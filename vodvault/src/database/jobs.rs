//! Job store repository.

use chrono::{DateTime, Utc};
use sqlx::Row;
use tracing::{debug, error, info};

use super::DbPool;
use super::models::{JobRow, JobStatus, parse_headers};

/// Optional columns for a status write.
#[derive(Debug, Default)]
pub struct StatusUpdate {
    pub progress: Option<i64>,
    pub error_message: Option<String>,
    pub file_path: Option<String>,
    pub file_size: Option<i64>,
}

impl StatusUpdate {
    pub fn progress(progress: i64) -> Self {
        Self {
            progress: Some(progress),
            ..Self::default()
        }
    }
}

#[derive(Clone)]
pub struct JobStore {
    pool: DbPool,
}

impl JobStore {
    pub fn new(pool: DbPool) -> Self {
        Self { pool }
    }

    pub fn pool(&self) -> &DbPool {
        &self.pool
    }

    /// Load a job with its captured request context.
    pub async fn fetch_job(&self, job_id: &str) -> crate::Result<Option<JobRow>> {
        let row = sqlx::query(
            r#"
            SELECT j.id, j.url, j.title, j.retry_count,
                   m.referer, m.headers, m.source_page
            FROM jobs j
            LEFT JOIN job_metadata m ON j.id = m.job_id
            WHERE j.id = ?
            "#,
        )
        .bind(job_id)
        .fetch_optional(&self.pool)
        .await?;

        Ok(row.map(|row| JobRow {
            id: row.get("id"),
            url: row.get("url"),
            title: row.get::<Option<String>, _>("title").unwrap_or_default(),
            retry_count: row.get::<i64, _>("retry_count").max(0) as u32,
            referer: row.get("referer"),
            headers: parse_headers(row.get::<Option<String>, _>("headers").as_deref()),
            source_page: row.get("source_page"),
        }))
    }

    /// Whether the job has been cancelled externally.
    ///
    /// Reads through a dedicated connection so the answer is never served
    /// from a transaction snapshot held elsewhere in the pool. Errors are
    /// reported as "not cancelled": a flaky store must not abort a download
    /// that may be minutes from finishing.
    pub async fn is_cancelled(&self, job_id: &str) -> bool {
        let status = async {
            let mut conn = self.pool.acquire().await?;
            sqlx::query_scalar::<_, String>("SELECT status FROM jobs WHERE id = ?")
                .bind(job_id)
                .fetch_optional(conn.as_mut())
                .await
        }
        .await;

        match status {
            Ok(Some(status)) if status == JobStatus::Cancelled.as_str() => {
                info!(job_id, "Job detected as cancelled");
                true
            }
            Ok(_) => false,
            Err(e) => {
                error!(job_id, error = %e, "Failed to check job status");
                false
            }
        }
    }

    /// Guarded status write. Every update carries `AND status != 'cancelled'`
    /// so the worker can never transition a job away from cancellation.
    /// The first `downloading` write with progress 0 stamps `started_at`;
    /// a `completed` write stamps `completed_at` and forces progress 100.
    pub async fn update_status(
        &self,
        job_id: &str,
        status: JobStatus,
        update: StatusUpdate,
    ) -> crate::Result<()> {
        let mut progress = update.progress;
        if status == JobStatus::Completed {
            progress = Some(100);
        }
        let started_at: Option<DateTime<Utc>> =
            (status == JobStatus::Downloading && progress == Some(0)).then(Utc::now);
        let completed_at: Option<DateTime<Utc>> =
            (status == JobStatus::Completed).then(Utc::now);

        let mut sets = vec!["status = ?"];
        if progress.is_some() {
            sets.push("progress = ?");
        }
        if started_at.is_some() {
            sets.push("started_at = ?");
        }
        if completed_at.is_some() {
            sets.push("completed_at = ?");
        }
        if update.error_message.is_some() {
            sets.push("error_message = ?");
        }
        if update.file_path.is_some() {
            sets.push("file_path = ?");
        }
        if update.file_size.is_some() {
            sets.push("file_size = ?");
        }

        let sql = format!(
            "UPDATE jobs SET {} WHERE id = ? AND status != 'cancelled'",
            sets.join(", ")
        );

        let mut query = sqlx::query(&sql).bind(status.as_str());
        if let Some(progress) = progress {
            query = query.bind(progress);
        }
        if let Some(started_at) = started_at {
            query = query.bind(started_at);
        }
        if let Some(completed_at) = completed_at {
            query = query.bind(completed_at);
        }
        if let Some(error_message) = &update.error_message {
            query = query.bind(error_message);
        }
        if let Some(file_path) = &update.file_path {
            query = query.bind(file_path);
        }
        if let Some(file_size) = update.file_size {
            query = query.bind(file_size);
        }

        let result = query.bind(job_id).execute(&self.pool).await?;
        if result.rows_affected() > 0 {
            debug!(job_id, status = status.as_str(), "Job status updated");
        }
        // Zero rows usually means the job is cancelled; stay quiet.
        Ok(())
    }

    /// Persist playlist-derived metadata.
    pub async fn set_stream_metadata(
        &self,
        job_id: &str,
        resolution: Option<&str>,
        duration: u64,
        segment_count: usize,
    ) -> crate::Result<()> {
        sqlx::query(
            r#"
            UPDATE job_metadata
            SET resolution = ?, duration = ?, segment_count = ?
            WHERE job_id = ?
            "#,
        )
        .bind(resolution)
        .bind(duration as i64)
        .bind(segment_count as i64)
        .bind(job_id)
        .execute(&self.pool)
        .await?;
        Ok(())
    }

    /// Insert-or-update the probed duration for a job.
    pub async fn upsert_duration(&self, job_id: &str, duration: u64) -> crate::Result<()> {
        sqlx::query(
            r#"
            INSERT INTO job_metadata (job_id, duration)
            VALUES (?, ?)
            ON CONFLICT(job_id) DO UPDATE SET duration = excluded.duration
            "#,
        )
        .bind(job_id)
        .bind(duration as i64)
        .execute(&self.pool)
        .await?;
        Ok(())
    }

    /// Put a job back in `pending` with an incremented retry count. The
    /// caller re-enqueues the id separately.
    pub async fn requeue_for_retry(&self, job_id: &str, retry_count: u32) -> crate::Result<()> {
        sqlx::query("UPDATE jobs SET retry_count = ?, status = 'pending' WHERE id = ?")
            .bind(retry_count as i64)
            .bind(job_id)
            .execute(&self.pool)
            .await?;
        Ok(())
    }
}
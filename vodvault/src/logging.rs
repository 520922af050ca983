//! Logging initialization: console plus daily-rolling file output with
//! local-timezone timestamps.

use std::path::Path;

use chrono::Local;
use tracing_appender::non_blocking::WorkerGuard;
use tracing_subscriber::{
    EnvFilter,
    fmt::{self, format::Writer, time::FormatTime},
    layer::SubscriberExt,
    util::SubscriberInitExt,
};

/// Default log filter directive.
pub const DEFAULT_LOG_FILTER: &str = "vodvault=info,fetchio_engine=info,sqlx=warn";

/// Custom timer that formats timestamps in the server's local timezone,
/// making logs easier to correlate with local time.
#[derive(Debug, Clone, Copy)]
struct LocalTimer;

impl FormatTime for LocalTimer {
    fn format_time(&self, w: &mut Writer<'_>) -> std::fmt::Result {
        let now = Local::now();
        write!(w, "{}", now.format("%Y-%m-%dT%H:%M:%S%.3f%:z"))
    }
}

/// Initialize the global subscriber.
///
/// The filter comes from `LOG_LEVEL` (a bare level like `debug` or a full
/// directive string), falling back to `RUST_LOG`, then the built-in default.
/// Keep the returned guard alive for the life of the process; dropping it
/// stops the background file writer.
pub fn init_logging(log_dir: &Path) -> crate::Result<WorkerGuard> {
    std::fs::create_dir_all(log_dir)?;

    let file_appender = tracing_appender::rolling::daily(log_dir, "vodvault.log");
    let (non_blocking, guard) = tracing_appender::non_blocking(file_appender);

    let filter = env_filter();

    tracing_subscriber::registry()
        .with(filter)
        .with(fmt::layer().with_ansi(true).with_timer(LocalTimer))
        .with(
            fmt::layer()
                .with_writer(non_blocking)
                .with_ansi(false)
                .with_timer(LocalTimer),
        )
        .try_init()
        .map_err(|e| crate::Error::Other(format!("Failed to set global subscriber: {e}")))?;

    Ok(guard)
}

fn env_filter() -> EnvFilter {
    if let Ok(level) = std::env::var("LOG_LEVEL") {
        let directive = if level.contains('=') || level.contains(',') {
            level
        } else {
            // Bare level: apply it to this workspace's crates only.
            let level = level.to_ascii_lowercase();
            format!("vodvault={level},fetchio_engine={level},sqlx=warn")
        };
        if let Ok(filter) = EnvFilter::try_new(&directive) {
            return filter;
        }
    }
    EnvFilter::try_from_default_env().unwrap_or_else(|_| EnvFilter::new(DEFAULT_LOG_FILTER))
}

········

## Prompt:
From the material above, retype precisely the lines between the line holding "file output with" and the line holding "Custom timer that", inclusive, and nothing beyond them.

## Answer space:
//! Logging initialization: console plus daily-rolling file output with
//! local-timezone timestamps.

use std::path::Path;

use chrono::Local;
use tracing_appender::non_blocking::WorkerGuard;
use tracing_subscriber::{
    EnvFilter,
    fmt::{self, format::Writer, time::FormatTime},
    layer::SubscriberExt,
    util::SubscriberInitExt,
};

/// Default log filter directive.
pub const DEFAULT_LOG_FILTER: &str = "vodvault=info,fetchio_engine=info,sqlx=warn";

/// Custom timer that formats timestamps in the server's local timezone,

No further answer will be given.